◆ Work item ◆
Starting at the first line of the data below, repeat each line word for word up to and including the line with "pub mod cli;".

◆ Records contained in a dataset ◆
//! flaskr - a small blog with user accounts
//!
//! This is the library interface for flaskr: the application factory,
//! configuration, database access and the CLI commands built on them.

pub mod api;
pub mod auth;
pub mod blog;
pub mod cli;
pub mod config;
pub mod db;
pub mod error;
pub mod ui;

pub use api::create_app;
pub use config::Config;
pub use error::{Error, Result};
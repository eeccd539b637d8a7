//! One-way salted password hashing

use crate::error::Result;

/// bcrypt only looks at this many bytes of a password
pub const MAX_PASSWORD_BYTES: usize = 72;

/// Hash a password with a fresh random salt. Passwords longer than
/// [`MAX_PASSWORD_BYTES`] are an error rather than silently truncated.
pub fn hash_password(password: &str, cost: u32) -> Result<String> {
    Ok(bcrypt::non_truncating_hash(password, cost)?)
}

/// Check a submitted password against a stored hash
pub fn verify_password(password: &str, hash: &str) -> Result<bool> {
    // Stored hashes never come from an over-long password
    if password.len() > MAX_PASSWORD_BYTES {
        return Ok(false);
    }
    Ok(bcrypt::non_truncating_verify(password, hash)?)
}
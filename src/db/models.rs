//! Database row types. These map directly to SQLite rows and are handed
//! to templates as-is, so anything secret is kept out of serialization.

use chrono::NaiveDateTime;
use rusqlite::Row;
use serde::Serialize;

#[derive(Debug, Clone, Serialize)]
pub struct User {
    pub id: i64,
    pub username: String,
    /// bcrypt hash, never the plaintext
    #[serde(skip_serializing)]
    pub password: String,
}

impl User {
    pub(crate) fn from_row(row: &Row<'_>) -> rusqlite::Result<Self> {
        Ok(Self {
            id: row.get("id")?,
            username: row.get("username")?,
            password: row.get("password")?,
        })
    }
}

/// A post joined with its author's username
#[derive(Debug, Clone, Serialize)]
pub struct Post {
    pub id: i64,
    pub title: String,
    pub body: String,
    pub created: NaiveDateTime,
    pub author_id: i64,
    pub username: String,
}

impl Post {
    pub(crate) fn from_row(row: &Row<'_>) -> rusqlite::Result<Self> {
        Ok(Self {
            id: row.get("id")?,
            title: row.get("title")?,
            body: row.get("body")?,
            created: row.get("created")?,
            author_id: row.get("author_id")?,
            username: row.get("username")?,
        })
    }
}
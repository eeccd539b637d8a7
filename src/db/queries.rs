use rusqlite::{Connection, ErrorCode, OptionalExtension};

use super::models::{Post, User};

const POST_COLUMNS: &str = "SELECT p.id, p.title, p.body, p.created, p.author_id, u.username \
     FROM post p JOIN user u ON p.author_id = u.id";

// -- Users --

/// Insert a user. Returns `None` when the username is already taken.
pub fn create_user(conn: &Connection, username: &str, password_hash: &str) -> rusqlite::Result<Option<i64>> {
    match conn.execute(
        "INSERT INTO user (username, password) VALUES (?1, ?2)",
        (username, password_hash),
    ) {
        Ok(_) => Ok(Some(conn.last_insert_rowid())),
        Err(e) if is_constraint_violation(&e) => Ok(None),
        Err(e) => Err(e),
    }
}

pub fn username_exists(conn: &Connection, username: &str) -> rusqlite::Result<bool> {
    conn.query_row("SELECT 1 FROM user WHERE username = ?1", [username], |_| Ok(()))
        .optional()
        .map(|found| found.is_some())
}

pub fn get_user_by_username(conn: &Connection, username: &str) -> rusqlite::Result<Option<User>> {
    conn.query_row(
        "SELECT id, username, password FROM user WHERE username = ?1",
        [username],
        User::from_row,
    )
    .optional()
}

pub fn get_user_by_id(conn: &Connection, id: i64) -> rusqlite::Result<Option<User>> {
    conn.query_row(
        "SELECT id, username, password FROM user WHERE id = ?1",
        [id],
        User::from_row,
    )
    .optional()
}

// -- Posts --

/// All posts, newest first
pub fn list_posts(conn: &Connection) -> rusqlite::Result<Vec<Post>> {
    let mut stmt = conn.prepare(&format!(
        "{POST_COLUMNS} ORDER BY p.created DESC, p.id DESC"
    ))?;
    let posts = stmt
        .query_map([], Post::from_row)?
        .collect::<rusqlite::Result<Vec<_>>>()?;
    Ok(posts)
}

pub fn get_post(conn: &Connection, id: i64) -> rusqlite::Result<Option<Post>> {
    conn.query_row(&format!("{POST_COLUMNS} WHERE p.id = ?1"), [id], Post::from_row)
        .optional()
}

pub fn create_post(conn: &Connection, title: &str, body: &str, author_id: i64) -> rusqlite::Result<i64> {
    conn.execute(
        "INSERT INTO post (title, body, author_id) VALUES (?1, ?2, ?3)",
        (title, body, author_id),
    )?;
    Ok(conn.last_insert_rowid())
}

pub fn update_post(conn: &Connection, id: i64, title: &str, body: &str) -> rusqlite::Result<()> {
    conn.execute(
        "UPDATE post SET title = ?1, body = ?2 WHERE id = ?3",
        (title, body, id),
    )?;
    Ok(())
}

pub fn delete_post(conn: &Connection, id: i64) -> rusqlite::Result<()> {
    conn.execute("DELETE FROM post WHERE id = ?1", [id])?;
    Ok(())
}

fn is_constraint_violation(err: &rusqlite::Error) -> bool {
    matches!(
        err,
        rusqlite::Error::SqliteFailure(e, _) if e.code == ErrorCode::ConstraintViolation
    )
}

◆ Task response ◆
//! flaskr - a small blog with user accounts
//!
//! This is the library interface for flaskr: the application factory,
//! configuration, database access and the CLI commands built on them.

pub mod api;
pub mod auth;
pub mod blog;
pub mod cli;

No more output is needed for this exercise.